There's a cost to it, of course, but the cost of failing to do so can be much more substantial.


This blog is not intended to and does not provide legal advice to any person in respect of any particular legal issue, and does not create a solicitor-client relationship with any readers, but rather provides general legal information. If you have a legal issue or possible legal issue, contact a lawyer.

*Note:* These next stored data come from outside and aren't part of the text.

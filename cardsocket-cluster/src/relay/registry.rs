use futures::future::join_all;
use std::collections::HashMap;
use std::sync::atomic::{AtomicU64, AtomicUsize, Ordering};
use std::time::Duration;
use tokio::sync::RwLock;
use tokio::time::timeout;
use tracing::{debug, info, warn};

use cardsocket_core::ClientId;

use super::connection::{ConnectionRef, Payload};
use crate::error::Error;

/// Outcome of one fan-out pass
#[derive(Debug, Clone, Copy, Default, PartialEq, Eq)]
pub struct BroadcastReport {
    pub delivered: usize,
    pub failed: usize,
}

/// Registry metrics
#[derive(Debug, Clone)]
pub struct RegistryMetrics {
    pub active_connections: usize,
    pub total_registered: u64,
    pub replaced: u64,
    pub delivered: u64,
    pub failed_writes: u64,
}

/// Who is currently reachable from this process.
///
/// Register/unregister take the write lock. A fan-out pass holds the read
/// lock for the whole iteration, so it excludes register/unregister but not
/// other passes. Connections whose write fails are removed only after the
/// read lock is released.
pub struct ConnectionRegistry {
    connections: RwLock<HashMap<ClientId, ConnectionRef>>,
    write_timeout: Duration,

    active: AtomicUsize,
    total_registered: AtomicU64,
    replaced: AtomicU64,
    delivered: AtomicU64,
    failed_writes: AtomicU64,
}

impl ConnectionRegistry {
    #[must_use]
    pub fn new(write_timeout: Duration) -> Self {
        Self {
            connections: RwLock::new(HashMap::new()),
            write_timeout,
            active: AtomicUsize::new(0),
            total_registered: AtomicU64::new(0),
            replaced: AtomicU64::new(0),
            delivered: AtomicU64::new(0),
            failed_writes: AtomicU64::new(0),
        }
    }

    /// Insert or replace the connection registered under `client_id`.
    ///
    /// Returns the displaced connection, if any. The registry no longer
    /// references it and does not close it; that is up to the caller.
    pub async fn register(&self, client_id: ClientId, connection: ConnectionRef) -> Option<ConnectionRef> {
        let connection_id = connection.id().clone();
        let displaced = {
            let mut connections = self.connections.write().await;
            let displaced = connections.insert(client_id.clone(), connection);
            self.active.store(connections.len(), Ordering::Relaxed);
            displaced
        };

        self.total_registered.fetch_add(1, Ordering::Relaxed);

        if let Some(old) = &displaced {
            self.replaced.fetch_add(1, Ordering::Relaxed);
            info!(
                client_id = %client_id,
                connection_id = %connection_id,
                displaced_connection_id = %old.id(),
                "Connection replaced an existing registration"
            );
        } else {
            info!(
                client_id = %client_id,
                connection_id = %connection_id,
                active_connections = self.len(),
                "Connection registered"
            );
        }

        displaced
    }

    /// Remove whatever is registered under `client_id` and close it.
    ///
    /// Returns `false` if nothing was registered.
    pub async fn unregister(&self, client_id: &ClientId) -> bool {
        let removed = {
            let mut connections = self.connections.write().await;
            let removed = connections.remove(client_id);
            self.active.store(connections.len(), Ordering::Relaxed);
            removed
        };

        match removed {
            Some(connection) => {
                connection.close();
                info!(
                    client_id = %client_id,
                    connection_id = %connection.id(),
                    "Connection unregistered"
                );
                true
            }
            None => {
                debug!(client_id = %client_id, "Attempted to unregister unknown client");
                false
            }
        }
    }

    /// Remove `connection` from under `client_id` if it is still the
    /// registered one, then close it either way.
    ///
    /// A connection that has been displaced never removes its successor.
    pub async fn unregister_connection(&self, client_id: &ClientId, connection: &ConnectionRef) -> bool {
        let removed = {
            let mut connections = self.connections.write().await;
            let is_current = connections
                .get(client_id)
                .is_some_and(|current| current.id() == connection.id());
            if is_current {
                connections.remove(client_id);
                self.active.store(connections.len(), Ordering::Relaxed);
            }
            is_current
        };

        connection.close();

        if removed {
            info!(
                client_id = %client_id,
                connection_id = %connection.id(),
                "Connection unregistered"
            );
        } else {
            debug!(
                client_id = %client_id,
                connection_id = %connection.id(),
                "Connection was no longer registered"
            );
        }

        removed
    }

    /// Write `payload` to every registered connection.
    ///
    /// Writes run concurrently, each bounded by the write timeout. A failed
    /// or late write does not affect the others; the connection is
    /// unregistered and closed once the pass is over.
    pub async fn broadcast(&self, payload: &Payload) -> BroadcastReport {
        let (delivered, failed) = {
            let connections = self.connections.read().await;

            let writes = connections.iter().map(|(client_id, connection)| async move {
                let result = match timeout(self.write_timeout, connection.send(payload.clone())).await {
                    Ok(result) => result,
                    Err(_) => Err(Error::WriteTimeout(self.write_timeout)),
                };
                (client_id, connection, result)
            });

            let mut delivered = 0;
            let mut failed = Vec::new();
            for (client_id, connection, result) in join_all(writes).await {
                match result {
                    Ok(()) => delivered += 1,
                    Err(e) => failed.push((client_id.clone(), connection.clone(), e)),
                }
            }
            (delivered, failed)
        };

        for (client_id, connection, error) in &failed {
            warn!(
                client_id = %client_id,
                connection_id = %connection.id(),
                error = %error,
                "Write failed during fan-out, dropping connection"
            );
            self.unregister_connection(client_id, connection).await;
        }

        self.delivered.fetch_add(delivered as u64, Ordering::Relaxed);
        self.failed_writes.fetch_add(failed.len() as u64, Ordering::Relaxed);

        debug!(
            delivered = delivered,
            failed = failed.len(),
            bytes = payload.len(),
            "Fan-out pass complete"
        );

        BroadcastReport {
            delivered,
            failed: failed.len(),
        }
    }

    /// Remove and close every connection. Used on shutdown.
    pub async fn close_all(&self) -> usize {
        let drained: Vec<_> = {
            let mut connections = self.connections.write().await;
            let drained = connections.drain().collect();
            self.active.store(0, Ordering::Relaxed);
            drained
        };

        for (_, connection) in &drained {
            connection.close();
        }

        if !drained.is_empty() {
            info!(count = drained.len(), "Closed all registered connections");
        }
        drained.len()
    }

    /// Connection registered under `client_id`, if any
    pub async fn get(&self, client_id: &ClientId) -> Option<ConnectionRef> {
        self.connections.read().await.get(client_id).cloned()
    }

    pub async fn contains(&self, client_id: &ClientId) -> bool {
        self.connections.read().await.contains_key(client_id)
    }

    pub async fn identities(&self) -> Vec<ClientId> {
        self.connections.read().await.keys().cloned().collect()
    }

    #[must_use]
    pub fn len(&self) -> usize {
        self.active.load(Ordering::Relaxed)
    }

    #[must_use]
    pub fn is_empty(&self) -> bool {
        self.len() == 0
    }

    #[must_use]
    pub fn metrics(&self) -> RegistryMetrics {
        RegistryMetrics {
            active_connections: self.len(),
            total_registered: self.total_registered.load(Ordering::Relaxed),
            replaced: self.replaced.load(Ordering::Relaxed),
            delivered: self.delivered.load(Ordering::Relaxed),
            failed_writes: self.failed_writes.load(Ordering::Relaxed),
        }
    }
}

  1. I think this post is evidence of a huge problem with employment standards legislation in Ontario: lack of clarity and certainty. (I should be clear that the problem is in the legislation, not in your post per se, which explains things nicely.) Employment Standards legislation is MINIMUM standards legislation. Such legislation ideally should be as simple as possible not only to promote understanding of right and responsibilities but also to make a firm statement that there are certain minumum standards of work that permit no exception. If the legislation were more straightforward, your average worker would be more aware of his or her rights. If minimum wage is $11.00 an hour, then make it $11.00 an hour for everyone. Is an extra dollar or two an hour for a server going to drive restaurants out of business? Realistically, no. If the standards are truly minimum, don't exempt any employees. We expect lawyers and doctors will make more anyway? Great, then compliance will be easy.

    1. Thanks for the comment, Chris.

      I'll grant that there's some complexity to the ESA framework, and that it's far too easily misunderstood - I've seen plenty of occasions where a manager or HR professional or non-employment lawyer (and even a judge now) have looked at the ESA and said "Well, I guess that sets out the full obligations of the employer." But the truth is that there are plenty of resources abound that anyone who knows how to use Google can find out otherwise.

      ( there's an idea, actually. I can cite case law until I'm blue in the face to try to explain to an employer why their position is wrong as a matter of trite law, but suggesting that they Google it...I digress.)

      However, I'm not overly concerned about the differential minimum wage. The outright exemptions for minimum wage are pretty trivial: Even in this market, it's hard to imagine a lawyer working for less than minimum wage. (Though compliance may be more difficult for commissioned salespeople, as it happens.)

      The reduced rates...I don't think they really cause much confusion, in general - the differential rate is well-known in the restaurant industry, and for young people as well (and, in any event, if an employer doesn't realize that it can pay its young students less, that's the employer's own loss). It makes it more difficult for people like us to talk in broad generalities - it would be much easier to say "Every employee in Ontario is entitled to x", as opposed to "With certain exemptions, most employees are entitled to x, unless you're in this other category, in which you're entitled to y, or..." But the truth is that, for most people who need to ask about a minimum wage, it's $10.25.

      I might be persuaded that the reduced minimum wage for servers is bad policy for other reasons, but I think the reduced minimum wage for young people is good policy, and I'm surprised the difference remains so small. As much as the arguments about a 'living wage' make a certain amount of sense, that sense largely dissolves when talking about high school students working part time and living with their parents.